3. Kaushalya's 56 in 31 balls (including 3 sixes) places her at the top of the list of Sri Lankan batters by strike rate, with 88.88. (The top six on the list are all members of the team which played yesterday.)
4. Sri Lanka eventually reached 282-5 – their highest EVER score in an ODI by a long way (the previous highest was 252-5 against Ireland in 2011).
In the Indian innings, Sri Lanka fielded no less than seven bowlers. How many took wickets? All of them. It was as if they were deliberately making a statement: “we are ALL awesome. Hear us roar.” And so they were, bowling India out for 144 in 42.2 overs. India were completely outperformed, by a team who were on no-one's radar before this tournament started. They are now.
I'm almost sure Sri Lanka won't go on and win this tournament, or even beat Australia or New Zealand. But that doesn't matter. Reaching the Super Sixes stage, and beating two of the world's top-tier teams in the process, is more than enough. For now.
There's been some incredible performances so far in the tournament, leading me to spend much of each match with a zillion statsguru tabs open as I try to put each result into its statistical-historical context.
For instance, there have already been eight centuries scored – this equals the record for most centuries scored in World Cups, a record which is on course to be beaten over the next few days. This includes Stafanie Taylor's 171 (the third highest total EVER by a woman in an ODI) against Sri Lanka; Devine's 145 against South Africa (the second highest total in an ODI by a Kiwi, following Bates' 168 against Pakistan in the 2009 tournament); Edwards' 109 v India (she is now the leading run-scorer in women's ODIs, on 4901); and Kapps' 102* v Pakistan (making her the highest scoring South African ever in World Cups).
(For a full list, see below.)
There have also been 12 partnerships of 100+ runs; in 2009 there were only 5 century partnerships in the whole tournament.
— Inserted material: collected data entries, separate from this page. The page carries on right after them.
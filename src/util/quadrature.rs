//! Adaptive numerical integration of smooth scalar functions.

use crate::util::float_ext::FloatExt;

/// Recursion cap for the adaptive subdivision; at the cap the current
/// estimate is accepted as-is.
const MAX_DEPTH: usize = 16;

/// Stand-in upper limit for improper integrals after the change of
/// variables; `t = 1` itself maps to infinity.
const ONE_MINUS: f64 = 1.0 - 1e-9;

/// Integrates `f` over `[lo, hi]` to roughly the requested accuracy using
/// adaptive Simpson quadrature.
///
/// `hi` may be [`f64::INFINITY`], in which case the tail is folded into the
/// unit interval via `x = lo + t / (1 - t)`; the integrand is expected to
/// decay towards infinity (probability-style integrands do).
pub fn integrate(f: impl Fn(f64) -> f64, lo: f64, hi: f64, accuracy: f64) -> f64 {
    if hi.is_infinite() {
        let g = |t: f64| {
            let denom = 1.0 - t;

            f(lo + t / denom) / (denom * denom)
        };

        return integrate_finite(&g, 0.0, ONE_MINUS, accuracy);
    }

    integrate_finite(&f, lo, hi, accuracy)
}

fn integrate_finite(f: &impl Fn(f64) -> f64, lo: f64, hi: f64, accuracy: f64) -> f64 {
    if FloatExt::eq(lo, hi) {
        return 0.0;
    }

    let mid = 0.5 * (lo + hi);
    let flo = f(lo);
    let fmid = f(mid);
    let fhi = f(hi);
    let whole = simpson(lo, hi, flo, fmid, fhi);

    step(f, lo, hi, flo, fmid, fhi, whole, accuracy, MAX_DEPTH)
}

fn simpson(lo: f64, hi: f64, flo: f64, fmid: f64, fhi: f64) -> f64 {
    (hi - lo) / 6.0 * (flo + 4.0 * fmid + fhi)
}

#[allow(clippy::too_many_arguments)]
fn step(
    f: &impl Fn(f64) -> f64,
    lo: f64,
    hi: f64,
    flo: f64,
    fmid: f64,
    fhi: f64,
    whole: f64,
    accuracy: f64,
    depth: usize,
) -> f64 {
    let mid = 0.5 * (lo + hi);
    let lmid = 0.5 * (lo + mid);
    let rmid = 0.5 * (mid + hi);
    let flmid = f(lmid);
    let frmid = f(rmid);

    let left = simpson(lo, mid, flo, flmid, fmid);
    let right = simpson(mid, hi, fmid, frmid, fhi);
    let delta = left + right - whole;

    // Richardson error estimate for Simpson's rule.
    if depth == 0 || delta.abs() <= 15.0 * accuracy {
        return left + right + delta / 15.0;
    }

    step(f, lo, mid, flo, flmid, fmid, left, accuracy / 2.0, depth - 1)
        + step(f, mid, hi, fmid, frmid, fhi, right, accuracy / 2.0, depth - 1)
}

#[cfg(test)]
mod tests {
    use super::*;

    #[test]
    fn constant_is_exact() {
        let area = integrate(|_| 2.5, -3.0, 5.0, 1e-8);

        assert!((area - 20.0).abs() < 1e-8, "{area}");
    }

    #[test]
    fn odd_function_over_symmetric_interval_vanishes() {
        let area = integrate(|x| x.powi(3) + x.sin(), -4.0, 4.0, 1e-9);

        assert!(area.abs() < 1e-7, "{area}");
    }

    #[test]
    fn smooth_integrand() {
        // ∫₀^π sin = 2
        let area = integrate(f64::sin, 0.0, std::f64::consts::PI, 1e-10);

        assert!((area - 2.0).abs() < 1e-8, "{area}");
    }

    #[test]
    fn improper_upper_bound() {
        // ∫₀^∞ e⁻ˣ dx = 1
        let area = integrate(|x| (-x).exp(), 0.0, f64::INFINITY, 1e-9);

        assert!((area - 1.0).abs() < 1e-6, "{area}");
    }
}
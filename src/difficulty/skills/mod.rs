use crate::{
    difficulty::object::DifficultyObject,
    model::{
        beatmap::{BeatmapAttributes, BeatmapAttributesBuilder},
        mods::GameMods,
    },
};

use self::{accuracy::Accuracy, aim::Aim, flashlight::Flashlight, speed::Speed};

pub mod accuracy;
pub mod aim;
pub mod flashlight;
pub mod speed;
pub mod strain;

/// Fade-in duration as a fraction of the preempt time under Hidden.
const HD_FADE_IN_DURATION_MULTIPLIER: f64 = 0.4;

/// All skills of one difficulty calculation.
pub struct Skills {
    pub aim: Aim,
    pub speed: Speed,
    pub accuracy: Accuracy,
    pub flashlight: Flashlight,
}

impl Skills {
    pub fn new(mods: &GameMods, map_attrs: &BeatmapAttributes) -> Self {
        let great_window = map_attrs.hit_windows.great;
        let time_preempt = map_attrs.hit_windows.preempt;

        let time_fade_in = if mods.hd() {
            time_preempt * HD_FADE_IN_DURATION_MULTIPLIER
        } else {
            400.0 * (time_preempt / BeatmapAttributesBuilder::PREEMPT_MIN).min(1.0)
        };

        Self {
            aim: Aim::new(),
            speed: Speed::new(2.0 * great_window, mods.ap()),
            accuracy: Accuracy::new(great_window),
            flashlight: Flashlight::new(mods, time_preempt, time_fade_in),
        }
    }

    pub fn process(&mut self, curr: &DifficultyObject<'_>, objects: &[DifficultyObject<'_>]) {
        self.aim.process(curr, objects);
        self.speed.process(curr, objects);
        self.accuracy.process(curr, objects);
        self.flashlight.process(curr, objects);
    }
}
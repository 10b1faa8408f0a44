//! Scalar root-finding for the difficulty and performance calculation.
//!
//! Every solver runs a fixed maximum number of iterations and returns its
//! best iterate instead of erroring when that cap is hit; callers are
//! expected to treat the worst case as "did not converge to the requested
//! tolerance" and carry on with the returned value.

/// Iteration cap shared by all solvers.
const MAX_ITERS: usize = 64;

/// How often a one-sided bracket may be doubled before giving up on finding
/// a sign change.
const MAX_EXPANSIONS: usize = 32;

const EXPANSION_FACTOR: f64 = 2.0;

/// Finds `x` with `f(x) ≈ 0` given a one-sided guess `[a, b]`.
///
/// If `f(a)` and `f(b)` do not differ in sign, `b` is repeatedly moved away
/// from `a` by [`EXPANSION_FACTOR`] until they do. The bracketed root is
/// then polished with [`find_root_brent`].
pub fn find_root_expand(f: impl Fn(f64) -> f64, a: f64, b: f64, accuracy: f64) -> f64 {
    let fa = f(a);
    let mut b = b;
    let mut fb = f(b);

    let mut expansions = 0;

    while fa * fb > 0.0 {
        if expansions == MAX_EXPANSIONS {
            #[cfg(feature = "tracing")]
            tracing::debug!(a, b, "failed to bracket a root, returning best effort");

            return if fa.abs() < fb.abs() { a } else { b };
        }

        b = a + (b - a) * EXPANSION_FACTOR;
        fb = f(b);
        expansions += 1;
    }

    find_root_brent(f, a, b, accuracy)
}

/// Brent's method: inverse quadratic interpolation and secant steps with a
/// bisection fallback, converging at least as fast as plain bisection.
///
/// `f(a)` and `f(b)` must differ in sign; otherwise the endpoint with the
/// smaller residual is returned right away.
pub fn find_root_brent(f: impl Fn(f64) -> f64, a: f64, b: f64, accuracy: f64) -> f64 {
    let (mut a, mut b) = (a, b);
    let mut fa = f(a);
    let mut fb = f(b);

    if fa * fb > 0.0 {
        return if fa.abs() < fb.abs() { a } else { b };
    }

    if fa.abs() < fb.abs() {
        std::mem::swap(&mut a, &mut b);
        std::mem::swap(&mut fa, &mut fb);
    }

    // Invariant: `b` is the best iterate, `[a, b]` or `[b, a]` brackets the
    // root, `c` is the previous iterate.
    let mut c = a;
    let mut fc = fa;
    let mut d = c;
    let mut bisected = true;

    for _ in 0..MAX_ITERS {
        if fb == 0.0 || (b - a).abs() < accuracy {
            return b;
        }

        let mut s = if fa != fc && fb != fc {
            // Inverse quadratic interpolation.
            a * fb * fc / ((fa - fb) * (fa - fc))
                + b * fa * fc / ((fb - fa) * (fb - fc))
                + c * fa * fb / ((fc - fa) * (fc - fb))
        } else {
            // Secant step.
            b - fb * (b - a) / (fb - fa)
        };

        let low = (3.0 * a + b) / 4.0;
        let out_of_bounds = !((low.min(b) < s) & (s < low.max(b)));

        let poor_progress = if bisected {
            (s - b).abs() >= (b - c).abs() / 2.0 || (b - c).abs() < accuracy
        } else {
            (s - b).abs() >= (c - d).abs() / 2.0 || (c - d).abs() < accuracy
        };

        if out_of_bounds || poor_progress {
            s = (a + b) / 2.0;
            bisected = true;
        } else {
            bisected = false;
        }

        let fs = f(s);
        d = c;
        c = b;
        fc = fb;

        if fa * fs < 0.0 {
            b = s;
            fb = fs;
        } else {
            a = s;
            fa = fs;
        }

        if fa.abs() < fb.abs() {
            std::mem::swap(&mut a, &mut b);
            std::mem::swap(&mut fa, &mut fb);
        }
    }

    #[cfg(feature = "tracing")]
    tracing::debug!(b, "root-finding hit the iteration cap");

    b
}

/// Plain bisection on a bracketing interval.
#[allow(unused)]
pub fn find_root_bisect(f: impl Fn(f64) -> f64, lo: f64, hi: f64, accuracy: f64) -> f64 {
    let (mut lo, mut hi) = (lo, hi);
    let flo = f(lo);

    for _ in 0..MAX_ITERS {
        let mid = (lo + hi) / 2.0;

        if (hi - lo).abs() < accuracy {
            return mid;
        }

        if f(mid) * flo <= 0.0 {
            hi = mid;
        } else {
            lo = mid;
        }
    }

    (lo + hi) / 2.0
}

/// Chandrupatla's method.
///
/// Keeps three points (the bracket plus the best estimate) and only takes an
/// inverse-quadratic step when the geometry test `Φ² < ξ` and
/// `(1 − Φ)² < 1 − ξ` promises it is safe, bisecting otherwise. Converges
/// robustly on nearly-flat or strongly asymmetric functions.
pub fn find_root_chandrupatla(f: impl Fn(f64) -> f64, lo: f64, hi: f64, accuracy: f64) -> f64 {
    let mut x0 = lo;
    let mut x1 = hi;
    let mut f0 = f(x0);
    let mut f1 = f(x1);

    if f0 * f1 > 0.0 {
        return if f0.abs() < f1.abs() { x0 } else { x1 };
    }

    let mut x2 = x1;
    let mut f2 = f1;
    let mut t = 0.5;

    let mut best = if f0.abs() < f1.abs() { x0 } else { x1 };

    for _ in 0..MAX_ITERS {
        let xt = x0 + t * (x1 - x0);
        let ft = f(xt);

        if ft == 0.0 {
            return xt;
        }

        if (ft > 0.0) == (f0 > 0.0) {
            // Same side as `x0`: the root stays in `[xt, x1]`.
            x2 = x0;
            f2 = f0;
        } else {
            // `xt` and `x0` bracket the root.
            x2 = x1;
            f2 = f1;
            x1 = x0;
            f1 = f0;
        }

        x0 = xt;
        f0 = ft;

        best = if f0.abs() < f1.abs() { x0 } else { x1 };

        // The achieved tolerance window, relative to the remaining bracket.
        let tol = 2.0 * f64::EPSILON * best.abs() + 0.5 * accuracy;
        let t_lim = tol / (x1 - x0).abs();

        if t_lim > 0.5 {
            return best;
        }

        let xi = (x0 - x1) / (x2 - x1);
        let phi = (f0 - f1) / (f2 - f1);

        t = if phi.powi(2) < xi && (1.0 - phi).powi(2) < 1.0 - xi {
            // Inverse quadratic interpolation, expressed as a fraction of
            // the current bracket.
            (f0 / (f1 - f0)) * (f2 / (f1 - f2))
                + ((x2 - x0) / (x1 - x0)) * (f0 / (f2 - f0)) * (f1 / (f2 - f1))
        } else {
            0.5
        };

        t = t.clamp(t_lim, 1.0 - t_lim);
    }

    #[cfg(feature = "tracing")]
    tracing::debug!(best, "root-finding hit the iteration cap");

    best
}

#[cfg(test)]
mod tests {
    use super::*;

    #[test]
    fn brent_finds_polynomial_root() {
        // x³ - x - 2 has its single real root at x ≈ 1.5213797068
        let f = |x: f64| x.powi(3) - x - 2.0;
        let root = find_root_brent(f, 1.0, 2.0, 1e-10);

        assert!((root - 1.521_379_706_804_568).abs() < 1e-9, "{root}");
    }

    #[test]
    fn chandrupatla_finds_polynomial_root() {
        let f = |x: f64| x.powi(3) - x - 2.0;
        let root = find_root_chandrupatla(f, 1.0, 2.0, 1e-10);

        assert!((root - 1.521_379_706_804_568).abs() < 1e-9, "{root}");
    }

    #[test]
    fn chandrupatla_handles_flat_function() {
        // Nearly flat around the root at x = 1
        let f = |x: f64| (x - 1.0).powi(3) * 1e-4;
        let root = find_root_chandrupatla(f, -10.0, 20.0, 1e-8);

        assert!((root - 1.0).abs() < 1e-3, "{root}");
    }

    #[test]
    fn expansion_brackets_one_sided_guess() {
        // Root at x = 100, initial guess nowhere near it
        let f = |x: f64| x - 100.0;
        let root = find_root_expand(f, 0.0, 1.0, 1e-10);

        assert!((root - 100.0).abs() < 1e-8, "{root}");
    }

    #[test]
    fn unbracketable_function_returns_best_effort() {
        let f = |x: f64| x * x + 1.0;
        let root = find_root_expand(f, 0.0, 1.0, 1e-10);

        assert!(root.is_finite());
    }

    #[test]
    fn bisection_converges() {
        let f = |x: f64| x.cos() - x;
        let root = find_root_bisect(f, 0.0, 1.0, 1e-12);

        assert!((root - 0.739_085_133_215_160_6).abs() < 1e-10, "{root}");
    }
}
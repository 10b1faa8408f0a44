use crate::{
    attributes::{DifficultyAttributes, PerformanceAttributes},
    model::mods::GameMods,
};

use self::calculator::PerformanceCalculator;

pub(crate) use self::calculator::PERFORMANCE_BASE_MULTIPLIER;

mod calculator;
pub mod score_state;

pub use self::score_state::ScoreState;

/// Performance calculator.
///
/// # Example
///
/// ```
/// use rizumu_pp::{Beatmap, Difficulty, Performance};
///
/// let map = Beatmap::default();
/// let attrs = Difficulty::new().calculate(&map);
///
/// let perf = Performance::new(attrs)
///     .mods(8 + 16) // HDHR
///     .misses(2)
///     .calculate();
/// # let _ = perf;
/// ```
#[derive(Clone, Debug, PartialEq)]
#[must_use]
pub struct Performance {
    attrs: DifficultyAttributes,
    mods: GameMods,
    combo: Option<u32>,
    n300: Option<u32>,
    n100: Option<u32>,
    n50: Option<u32>,
    misses: Option<u32>,
}

impl Performance {
    /// Create a new performance calculator for the given difficulty
    /// attributes.
    ///
    /// The attributes must have been calculated for the same beatmap and
    /// the same mods, otherwise the results will be incorrect.
    pub fn new(attrs: DifficultyAttributes) -> Self {
        Self {
            attrs,
            mods: GameMods::DEFAULT,
            combo: None,
            n300: None,
            n100: None,
            n50: None,
            misses: None,
        }
    }

    /// Specify the mods.
    pub fn mods(mut self, mods: impl Into<GameMods>) -> Self {
        self.mods = mods.into();

        self
    }

    /// Specify the max combo of the play. Defaults to a full combo.
    pub const fn combo(mut self, combo: u32) -> Self {
        self.combo = Some(combo);

        self
    }

    /// Specify the amount of 300s of a play.
    pub const fn n300(mut self, n300: u32) -> Self {
        self.n300 = Some(n300);

        self
    }

    /// Specify the amount of 100s of a play.
    pub const fn n100(mut self, n100: u32) -> Self {
        self.n100 = Some(n100);

        self
    }

    /// Specify the amount of 50s of a play.
    pub const fn n50(mut self, n50: u32) -> Self {
        self.n50 = Some(n50);

        self
    }

    /// Specify the amount of misses of a play.
    pub const fn misses(mut self, misses: u32) -> Self {
        self.misses = Some(misses);

        self
    }

    /// Provide the hit results of the play through a [`ScoreState`].
    pub const fn state(mut self, state: ScoreState) -> Self {
        self.combo = Some(state.max_combo);
        self.n300 = Some(state.n300);
        self.n100 = Some(state.n100);
        self.n50 = Some(state.n50);
        self.misses = Some(state.misses);

        self
    }

    /// Calculate the performance attributes.
    pub fn calculate(self) -> PerformanceAttributes {
        let state = self.generate_state();
        let effective_miss_count = calculate_effective_miss_count(&self.attrs, &state);
        let acc = state.accuracy();

        PerformanceCalculator::new(self.attrs, &self.mods, acc, state, effective_miss_count)
            .calculate()
    }

    /// Turn the provided hit results into a full [`ScoreState`];
    /// unspecified 300s are filled with the remaining objects and an
    /// unspecified combo counts as a full combo.
    fn generate_state(&self) -> ScoreState {
        let n_objects = self.attrs.n_objects();

        let misses = self.misses.unwrap_or(0).min(n_objects);
        let n50 = self.n50.unwrap_or(0).min(n_objects - misses);
        let n100 = self.n100.unwrap_or(0).min(n_objects - misses - n50);
        let n300 = self
            .n300
            .unwrap_or(n_objects - misses - n50 - n100)
            .min(n_objects - misses - n50 - n100);

        ScoreState {
            max_combo: self.combo.unwrap_or(self.attrs.max_combo),
            n300,
            n100,
            n50,
            misses,
        }
    }
}

impl From<DifficultyAttributes> for Performance {
    fn from(attrs: DifficultyAttributes) -> Self {
        Self::new(attrs)
    }
}

fn calculate_effective_miss_count(attrs: &DifficultyAttributes, state: &ScoreState) -> f64 {
    // * Guess the number of misses + slider breaks from combo
    let mut combo_based_miss_count = 0.0;

    if attrs.n_sliders > 0 {
        let full_combo_threshold = f64::from(attrs.max_combo) - 0.1 * f64::from(attrs.n_sliders);

        if f64::from(state.max_combo) < full_combo_threshold {
            combo_based_miss_count = full_combo_threshold / f64::from(state.max_combo).max(1.0);
        }
    }

    // * Clamp miss count to maximum amount of possible breaks
    combo_based_miss_count =
        combo_based_miss_count.min(f64::from(state.n100 + state.n50 + state.misses));

    combo_based_miss_count.max(f64::from(state.misses))
}

#[cfg(test)]
mod tests {
    use proptest::prelude::*;

    use super::*;

    const MAX_COMBO: u32 = 939;
    const N_CIRCLES: u32 = 603;
    const N_SLIDERS: u32 = 192;
    const N_SPINNERS: u32 = 5;

    fn attrs() -> DifficultyAttributes {
        DifficultyAttributes {
            aim: 4.1,
            speed: 3.4,
            accuracy: 4.8,
            flashlight: 2.9,
            speed_note_count: 312.4,
            ar: 9.3,
            od: 8.7,
            hp: 5.0,
            great_hit_window: 27.8,
            ok_hit_window: 70.4,
            meh_hit_window: 113.0,
            n_circles: N_CIRCLES,
            n_sliders: N_SLIDERS,
            n_spinners: N_SPINNERS,
            max_combo: MAX_COMBO,
            stars: 6.1,
        }
    }

    proptest! {
        #![proptest_config(ProptestConfig::with_cases(1000))]

        #[test]
        fn effective_misses_stay_within_bounds(
            combo in 0_u32..=MAX_COMBO,
            n100 in 0_u32..=400,
            n50 in 0_u32..=100,
            misses in 0_u32..=300,
        ) {
            let n_objects = N_CIRCLES + N_SLIDERS + N_SPINNERS;
            let misses = misses.min(n_objects);
            let n50 = n50.min(n_objects - misses);
            let n100 = n100.min(n_objects - misses - n50);

            let state = ScoreState {
                max_combo: combo,
                n300: n_objects - misses - n50 - n100,
                n100,
                n50,
                misses,
            };

            let effective = calculate_effective_miss_count(&attrs(), &state);

            prop_assert!(effective >= f64::from(misses));
            prop_assert!(effective <= f64::from(state.total_hits()));
        }

        #[test]
        fn outputs_are_finite_and_non_negative(
            combo in 0_u32..=MAX_COMBO,
            n100 in 0_u32..=800,
            n50 in 0_u32..=800,
            misses in 0_u32..=800,
        ) {
            let perf = Performance::new(attrs())
                .combo(combo)
                .n100(n100)
                .n50(n50)
                .misses(misses)
                .calculate();

            for value in [
                perf.pp,
                perf.pp_aim,
                perf.pp_speed,
                perf.pp_acc,
                perf.pp_flashlight,
                perf.effective_miss_count,
            ] {
                prop_assert!(!value.is_nan());
                prop_assert!(value >= 0.0);
            }

            prop_assert!(perf.pp.is_finite());
        }

        #[test]
        fn more_greats_never_decrease_pp(
            n100 in 0_u32..=300,
        ) {
            let worse = Performance::new(attrs()).n100(n100 + 10).calculate();
            let better = Performance::new(attrs()).n100(n100).calculate();

            prop_assert!(better.pp >= worse.pp - 1e-9);
        }
    }

    #[test]
    fn no_successful_hits_zeroes_deviation_scaled_terms() {
        let n_objects = N_CIRCLES + N_SLIDERS + N_SPINNERS;

        let perf = Performance::new(attrs())
            .combo(0)
            .n300(0)
            .n100(0)
            .n50(0)
            .misses(n_objects)
            .calculate();

        assert_eq!(perf.deviation, f64::INFINITY);
        assert_eq!(perf.speed_deviation, f64::INFINITY);
        assert_eq!(perf.pp_acc, 0.0);
        assert_eq!(perf.pp_aim, 0.0);
        assert_eq!(perf.pp_speed, 0.0);
    }

    #[test]
    fn flawless_score_has_finite_deviation() {
        let perf = Performance::new(attrs()).calculate();

        assert!(perf.deviation > 0.0);
        assert!(perf.deviation.is_finite());
        assert!(perf.pp_acc > 0.0);
        assert!(!perf.pp.is_nan());
    }
}
use crate::model::pos::Pos;

/// One hit object of a beatmap, already decoded into memory.
#[derive(Clone, Debug, PartialEq)]
pub struct HitObject {
    /// Playfield position in pixels.
    pub pos: Pos,
    /// Start time in milliseconds.
    pub start_time: f64,
    /// What kind of object this is.
    pub kind: HitObjectKind,
}

/// The type of a [`HitObject`] along with the data the rating model needs.
#[derive(Clone, Debug, PartialEq)]
pub enum HitObjectKind {
    Circle,
    Slider {
        /// End time in milliseconds.
        end_time: f64,
        /// Amount of nested hits (ticks, repeats, and the tail); the head is
        /// not included.
        nested: u32,
    },
    Spinner {
        /// End time in milliseconds.
        end_time: f64,
    },
}

impl HitObject {
    /// Whether the object is a circle.
    pub const fn is_circle(&self) -> bool {
        matches!(self.kind, HitObjectKind::Circle)
    }

    /// Whether the object is a slider.
    pub const fn is_slider(&self) -> bool {
        matches!(self.kind, HitObjectKind::Slider { .. })
    }

    /// Whether the object is a spinner.
    pub const fn is_spinner(&self) -> bool {
        matches!(self.kind, HitObjectKind::Spinner { .. })
    }

    /// The time at which the object ends.
    pub const fn end_time(&self) -> f64 {
        match self.kind {
            HitObjectKind::Circle => self.start_time,
            HitObjectKind::Slider { end_time, .. } | HitObjectKind::Spinner { end_time } => {
                end_time
            }
        }
    }

    /// How much combo the object contributes in total.
    pub const fn combo(&self) -> u32 {
        match self.kind {
            HitObjectKind::Circle | HitObjectKind::Spinner { .. } => 1,
            HitObjectKind::Slider { nested, .. } => 1 + nested,
        }
    }
}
This includes the highest ever partnership for South African women in a World Cup (128 runs between Kapp and van Niekerk) and Sri Lanka's highest partnership against India (117 runs, between Mendis and Rasangika) and England (103 runs, between Jayangani and Mendis).
(For a full list, see below.)
For me, two bowling performances stand out. Candy's 5-19 against Pakistan is the best performance by a New Zealander in a World Cup since 1993. In her first ever World Cup match, she was deadly accurate. And Brindle's 3 wickets for no runs in 2 overs against the West Indies was a spectacular performance, and a career-best.
(For a list of the best bowling figures, see below.)
Lastly, the list of highest totals in women's ODIs has also been dented. The West Indies made 368-8 v Sri Lanka, which is now number seven on that list; New Zealand's 321-5 against South Africa is the tenth. India scored their highest World Cup total ever, 284-6, against the West Indies. And of course Sri Lanka achieved their highest ever ODI total.
What we are seeing are the results of the increasing professionalisation of the women's game over the last few years. It should surely be clear to everyone from Sri Lanka's performances that, if you support your women cricketers financially, they will reward that support with victories. And that, if you don't, they are liable to be knocked out of a tournament in its earliest stages, even when they are playing in home conditions. If I was Mithali Raj, I'd be aiming a big “screw you” right now in the BCCI's direction.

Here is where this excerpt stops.